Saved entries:
===

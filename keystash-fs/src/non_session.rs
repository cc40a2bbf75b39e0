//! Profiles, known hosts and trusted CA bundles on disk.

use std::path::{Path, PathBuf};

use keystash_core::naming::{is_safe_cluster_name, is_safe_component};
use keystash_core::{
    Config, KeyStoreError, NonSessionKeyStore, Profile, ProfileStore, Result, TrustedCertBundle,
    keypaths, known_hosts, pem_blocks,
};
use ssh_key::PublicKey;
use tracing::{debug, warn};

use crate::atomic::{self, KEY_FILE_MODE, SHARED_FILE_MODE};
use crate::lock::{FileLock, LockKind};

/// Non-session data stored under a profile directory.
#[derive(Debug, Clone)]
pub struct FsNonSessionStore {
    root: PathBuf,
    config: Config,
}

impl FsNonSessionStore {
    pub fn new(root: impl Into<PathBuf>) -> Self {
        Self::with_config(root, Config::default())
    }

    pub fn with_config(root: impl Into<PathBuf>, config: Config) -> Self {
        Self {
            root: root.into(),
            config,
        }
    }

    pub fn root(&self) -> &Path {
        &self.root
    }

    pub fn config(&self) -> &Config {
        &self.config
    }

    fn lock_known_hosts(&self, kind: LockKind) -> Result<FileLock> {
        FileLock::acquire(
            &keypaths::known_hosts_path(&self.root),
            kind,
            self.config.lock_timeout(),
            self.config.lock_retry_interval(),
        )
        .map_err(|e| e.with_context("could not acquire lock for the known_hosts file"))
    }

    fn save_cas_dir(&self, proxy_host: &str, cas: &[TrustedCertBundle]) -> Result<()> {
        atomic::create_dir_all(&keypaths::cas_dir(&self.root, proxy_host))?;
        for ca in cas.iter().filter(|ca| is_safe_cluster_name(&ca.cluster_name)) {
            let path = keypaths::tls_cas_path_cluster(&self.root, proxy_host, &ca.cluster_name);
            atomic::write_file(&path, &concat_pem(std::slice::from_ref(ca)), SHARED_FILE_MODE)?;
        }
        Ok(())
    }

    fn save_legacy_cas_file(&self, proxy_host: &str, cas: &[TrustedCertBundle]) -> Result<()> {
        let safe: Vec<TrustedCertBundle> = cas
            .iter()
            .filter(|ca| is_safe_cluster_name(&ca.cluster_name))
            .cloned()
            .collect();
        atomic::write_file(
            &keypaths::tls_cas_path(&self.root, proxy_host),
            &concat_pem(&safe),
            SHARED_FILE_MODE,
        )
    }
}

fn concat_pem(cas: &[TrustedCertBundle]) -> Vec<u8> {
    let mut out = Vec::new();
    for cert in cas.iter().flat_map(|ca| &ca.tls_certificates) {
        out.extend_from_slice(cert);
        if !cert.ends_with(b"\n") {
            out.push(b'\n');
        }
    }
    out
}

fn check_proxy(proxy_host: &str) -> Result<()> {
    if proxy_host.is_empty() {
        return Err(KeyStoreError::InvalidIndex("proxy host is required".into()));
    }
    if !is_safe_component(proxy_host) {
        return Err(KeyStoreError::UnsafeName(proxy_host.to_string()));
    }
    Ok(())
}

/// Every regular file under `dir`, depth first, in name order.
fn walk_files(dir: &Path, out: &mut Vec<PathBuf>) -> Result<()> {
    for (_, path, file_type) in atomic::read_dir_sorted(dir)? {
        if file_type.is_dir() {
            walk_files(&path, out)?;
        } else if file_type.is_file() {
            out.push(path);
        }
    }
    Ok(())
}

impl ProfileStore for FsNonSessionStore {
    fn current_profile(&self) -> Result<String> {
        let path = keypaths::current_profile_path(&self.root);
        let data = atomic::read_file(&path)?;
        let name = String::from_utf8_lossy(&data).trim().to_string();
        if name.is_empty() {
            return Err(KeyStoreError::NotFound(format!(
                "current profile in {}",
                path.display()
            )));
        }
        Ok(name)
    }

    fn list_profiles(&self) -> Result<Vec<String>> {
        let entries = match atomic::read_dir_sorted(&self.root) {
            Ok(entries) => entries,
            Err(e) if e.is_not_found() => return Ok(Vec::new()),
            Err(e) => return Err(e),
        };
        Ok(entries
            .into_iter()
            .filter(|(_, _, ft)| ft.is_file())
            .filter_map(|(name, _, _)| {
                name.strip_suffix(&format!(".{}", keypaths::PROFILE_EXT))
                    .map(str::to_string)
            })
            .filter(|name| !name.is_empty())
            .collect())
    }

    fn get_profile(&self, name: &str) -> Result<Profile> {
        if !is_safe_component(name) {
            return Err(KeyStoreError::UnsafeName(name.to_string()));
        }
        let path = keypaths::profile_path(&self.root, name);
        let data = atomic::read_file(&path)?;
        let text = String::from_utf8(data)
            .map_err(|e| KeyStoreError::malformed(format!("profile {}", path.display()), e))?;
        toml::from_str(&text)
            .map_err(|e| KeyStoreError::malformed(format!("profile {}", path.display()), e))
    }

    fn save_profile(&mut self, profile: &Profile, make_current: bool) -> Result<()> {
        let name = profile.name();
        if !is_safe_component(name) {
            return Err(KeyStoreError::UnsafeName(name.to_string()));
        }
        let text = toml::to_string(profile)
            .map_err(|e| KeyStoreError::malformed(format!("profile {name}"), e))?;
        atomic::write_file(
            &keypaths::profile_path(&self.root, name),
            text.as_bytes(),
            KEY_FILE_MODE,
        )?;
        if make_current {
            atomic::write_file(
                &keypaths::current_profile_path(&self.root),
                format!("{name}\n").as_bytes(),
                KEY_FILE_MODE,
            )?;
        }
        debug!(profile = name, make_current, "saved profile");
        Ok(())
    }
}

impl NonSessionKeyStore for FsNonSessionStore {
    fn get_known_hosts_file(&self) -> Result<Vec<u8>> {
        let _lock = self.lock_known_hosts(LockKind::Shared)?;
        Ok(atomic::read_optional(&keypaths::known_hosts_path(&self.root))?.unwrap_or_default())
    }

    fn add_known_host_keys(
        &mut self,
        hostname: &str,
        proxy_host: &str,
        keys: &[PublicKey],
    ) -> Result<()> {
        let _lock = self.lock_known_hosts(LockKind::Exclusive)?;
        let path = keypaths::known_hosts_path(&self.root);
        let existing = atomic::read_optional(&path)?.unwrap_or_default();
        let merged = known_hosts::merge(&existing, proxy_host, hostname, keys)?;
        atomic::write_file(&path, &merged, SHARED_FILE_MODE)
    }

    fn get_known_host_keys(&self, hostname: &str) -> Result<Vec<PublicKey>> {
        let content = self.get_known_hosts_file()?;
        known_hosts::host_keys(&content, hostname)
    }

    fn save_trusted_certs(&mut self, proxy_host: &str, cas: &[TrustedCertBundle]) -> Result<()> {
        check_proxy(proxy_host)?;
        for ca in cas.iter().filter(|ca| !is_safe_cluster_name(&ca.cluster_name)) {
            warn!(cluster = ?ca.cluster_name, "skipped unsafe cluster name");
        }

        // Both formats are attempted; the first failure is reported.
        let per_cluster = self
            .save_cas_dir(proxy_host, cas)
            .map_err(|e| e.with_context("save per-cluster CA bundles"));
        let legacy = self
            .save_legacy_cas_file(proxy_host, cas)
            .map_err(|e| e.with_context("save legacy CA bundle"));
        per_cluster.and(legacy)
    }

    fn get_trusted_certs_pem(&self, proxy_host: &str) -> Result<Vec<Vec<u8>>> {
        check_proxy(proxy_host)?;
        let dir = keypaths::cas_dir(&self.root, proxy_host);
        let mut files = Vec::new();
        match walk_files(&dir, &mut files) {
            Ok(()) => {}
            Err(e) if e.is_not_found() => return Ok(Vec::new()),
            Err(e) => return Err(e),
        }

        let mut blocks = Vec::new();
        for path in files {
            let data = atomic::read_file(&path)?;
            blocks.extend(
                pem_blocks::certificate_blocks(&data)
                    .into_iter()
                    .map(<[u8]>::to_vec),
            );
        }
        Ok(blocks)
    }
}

===

◆ **Exercise**
Take the entries and copy them out exactly.

◆ **Exercise result**
filename keystash-fs/src/non_session.rs
repository cc40a2bbf75b39e0
//! Profiles, known hosts and trusted CA bundles on disk.

use std::path::{Path, PathBuf};

use keystash_core::naming::{is_safe_cluster_name, is_safe_component};
use keystash_core::{
    Config, KeyStoreError, NonSessionKeyStore, Profile, ProfileStore, Result, TrustedCertBundle,
    keypaths, known_hosts, pem_blocks,
};
use ssh_key::PublicKey;
use tracing::{debug, warn};

use crate::atomic::{self, KEY_FILE_MODE, SHARED_FILE_MODE};
use crate::lock::{FileLock, LockKind};

/// Non-session data stored under a profile directory.
#[derive(Debug, Clone)]
pub struct FsNonSessionStore {
    root: PathBuf,
    config: Config,
}

impl FsNonSessionStore {
    pub fn new(root: impl Into<PathBuf>) -> Self {
        Self::with_config(root, Config::default())
    }

    pub fn with_config(root: impl Into<PathBuf>, config: Config) -> Self {
        Self {
            root: root.into(),
            config,
        }
    }

    pub fn root(&self) -> &Path {
        &self.root
    }

    pub fn config(&self) -> &Config {
        &self.config
    }

    fn lock_known_hosts(&self, kind: LockKind) -> Result<FileLock> {
        FileLock::acquire(
            &keypaths::known_hosts_path(&self.root),
            kind,
            self.config.lock_timeout(),
            self.config.lock_retry_interval(),
        )
        .map_err(|e| e.with_context("could not acquire lock for the known_hosts file"))
    }

    fn save_cas_dir(&self, proxy_host: &str, cas: &[TrustedCertBundle]) -> Result<()> {
        atomic::create_dir_all(&keypaths::cas_dir(&self.root, proxy_host))?;
        for ca in cas.iter().filter(|ca| is_safe_cluster_name(&ca.cluster_name)) {
            let path = keypaths::tls_cas_path_cluster(&self.root, proxy_host, &ca.cluster_name);
            atomic::write_file(&path, &concat_pem(std::slice::from_ref(ca)), SHARED_FILE_MODE)?;
        }
        Ok(())
    }

    fn save_legacy_cas_file(&self, proxy_host: &str, cas: &[TrustedCertBundle]) -> Result<()> {
        let safe: Vec<TrustedCertBundle> = cas
            .iter()
            .filter(|ca| is_safe_cluster_name(&ca.cluster_name))
            .cloned()
            .collect();
        atomic::write_file(
            &keypaths::tls_cas_path(&self.root, proxy_host),
            &concat_pem(&safe),
            SHARED_FILE_MODE,
        )
    }
}

fn concat_pem(cas: &[TrustedCertBundle]) -> Vec<u8> {
    let mut out = Vec::new();
    for cert in cas.iter().flat_map(|ca| &ca.tls_certificates) {
        out.extend_from_slice(cert);
        if !cert.ends_with(b"\n") {
            out.push(b'\n');
        }
    }
    out
}

fn check_proxy(proxy_host: &str) -> Result<()> {
    if proxy_host.is_empty() {
        return Err(KeyStoreError::InvalidIndex("proxy host is required".into()));
    }
    if !is_safe_component(proxy_host) {
        return Err(KeyStoreError::UnsafeName(proxy_host.to_string()));
    }
    Ok(())
}

/// Every regular file under `dir`, depth first, in name order.
fn walk_files(dir: &Path, out: &mut Vec<PathBuf>) -> Result<()> {
    for (_, path, file_type) in atomic::read_dir_sorted(dir)? {
        if file_type.is_dir() {
            walk_files(&path, out)?;
        } else if file_type.is_file() {
            out.push(path);
        }
    }
    Ok(())
}

impl ProfileStore for FsNonSessionStore {
    fn current_profile(&self) -> Result<String> {
        let path = keypaths::current_profile_path(&self.root);
        let data = atomic::read_file(&path)?;
        let name = String::from_utf8_lossy(&data).trim().to_string();
        if name.is_empty() {
            return Err(KeyStoreError::NotFound(format!(
                "current profile in {}",
                path.display()
            )));
        }
        Ok(name)
    }

    fn list_profiles(&self) -> Result<Vec<String>> {
        let entries = match atomic::read_dir_sorted(&self.root) {
            Ok(entries) => entries,
            Err(e) if e.is_not_found() => return Ok(Vec::new()),
            Err(e) => return Err(e),
        };
        Ok(entries
            .into_iter()
            .filter(|(_, _, ft)| ft.is_file())
            .filter_map(|(name, _, _)| {
                name.strip_suffix(&format!(".{}", keypaths::PROFILE_EXT))
                    .map(str::to_string)
            })
            .filter(|name| !name.is_empty())
            .collect())
    }

    fn get_profile(&self, name: &str) -> Result<Profile> {
        if !is_safe_component(name) {
            return Err(KeyStoreError::UnsafeName(name.to_string()));
        }
        let path = keypaths::profile_path(&self.root, name);
        let data = atomic::read_file(&path)?;
        let text = String::from_utf8(data)
            .map_err(|e| KeyStoreError::malformed(format!("profile {}", path.display()), e))?;
        toml::from_str(&text)
            .map_err(|e| KeyStoreError::malformed(format!("profile {}", path.display()), e))
    }

    fn save_profile(&mut self, profile: &Profile, make_current: bool) -> Result<()> {
        let name = profile.name();
        if !is_safe_component(name) {
            return Err(KeyStoreError::UnsafeName(name.to_string()));
        }
        let text = toml::to_string(profile)
            .map_err(|e| KeyStoreError::malformed(format!("profile {name}"), e))?;
        atomic::write_file(
            &keypaths::profile_path(&self.root, name),
            text.as_bytes(),
            KEY_FILE_MODE,
        )?;
        if make_current {
            atomic::write_file(
                &keypaths::current_profile_path(&self.root),
                format!("{name}\n").as_bytes(),
                KEY_FILE_MODE,
            )?;
        }
        debug!(profile = name, make_current, "saved profile");
        Ok(())
    }
}

impl NonSessionKeyStore for FsNonSessionStore {
    fn get_known_hosts_file(&self) -> Result<Vec<u8>> {
        let _lock = self.lock_known_hosts(LockKind::Shared)?;
        Ok(atomic::read_optional(&keypaths::known_hosts_path(&self.root))?.unwrap_or_default())
    }

    fn add_known_host_keys(
        &mut self,
        hostname: &str,
        proxy_host: &str,
        keys: &[PublicKey],
    ) -> Result<()> {
        let _lock = self.lock_known_hosts(LockKind::Exclusive)?;
        let path = keypaths::known_hosts_path(&self.root);
        let existing = atomic::read_optional(&path)?.unwrap_or_default();
        let merged = known_hosts::merge(&existing, proxy_host, hostname, keys)?;
        atomic::write_file(&path, &merged, SHARED_FILE_MODE)
    }

    fn get_known_host_keys(&self, hostname: &str) -> Result<Vec<PublicKey>> {
        let content = self.get_known_hosts_file()?;
        known_hosts::host_keys(&content, hostname)
    }

    fn save_trusted_certs(&mut self, proxy_host: &str, cas: &[TrustedCertBundle]) -> Result<()> {
        check_proxy(proxy_host)?;
        for ca in cas.iter().filter(|ca| !is_safe_cluster_name(&ca.cluster_name)) {
            warn!(cluster = ?ca.cluster_name, "skipped unsafe cluster name");
        }

        // Both formats are attempted; the first failure is reported.
        let per_cluster = self
            .save_cas_dir(proxy_host, cas)
            .map_err(|e| e.with_context("save per-cluster CA bundles"));
        let legacy = self
            .save_legacy_cas_file(proxy_host, cas)
            .map_err(|e| e.with_context("save legacy CA bundle"));
        per_cluster.and(legacy)
    }

    fn get_trusted_certs_pem(&self, proxy_host: &str) -> Result<Vec<Vec<u8>>> {
        check_proxy(proxy_host)?;
        let dir = keypaths::cas_dir(&self.root, proxy_host);
        let mut files = Vec::new();
        match walk_files(&dir, &mut files) {
            Ok(()) => {}
            Err(e) if e.is_not_found() => return Ok(Vec::new()),
            Err(e) => return Err(e),
        }

        let mut blocks = Vec::new();
        for path in files {
            let data = atomic::read_file(&path)?;
            blocks.extend(
                pem_blocks::certificate_blocks(&data)
                    .into_iter()
                    .map(<[u8]>::to_vec),
            );
        }
        Ok(blocks)
    }
}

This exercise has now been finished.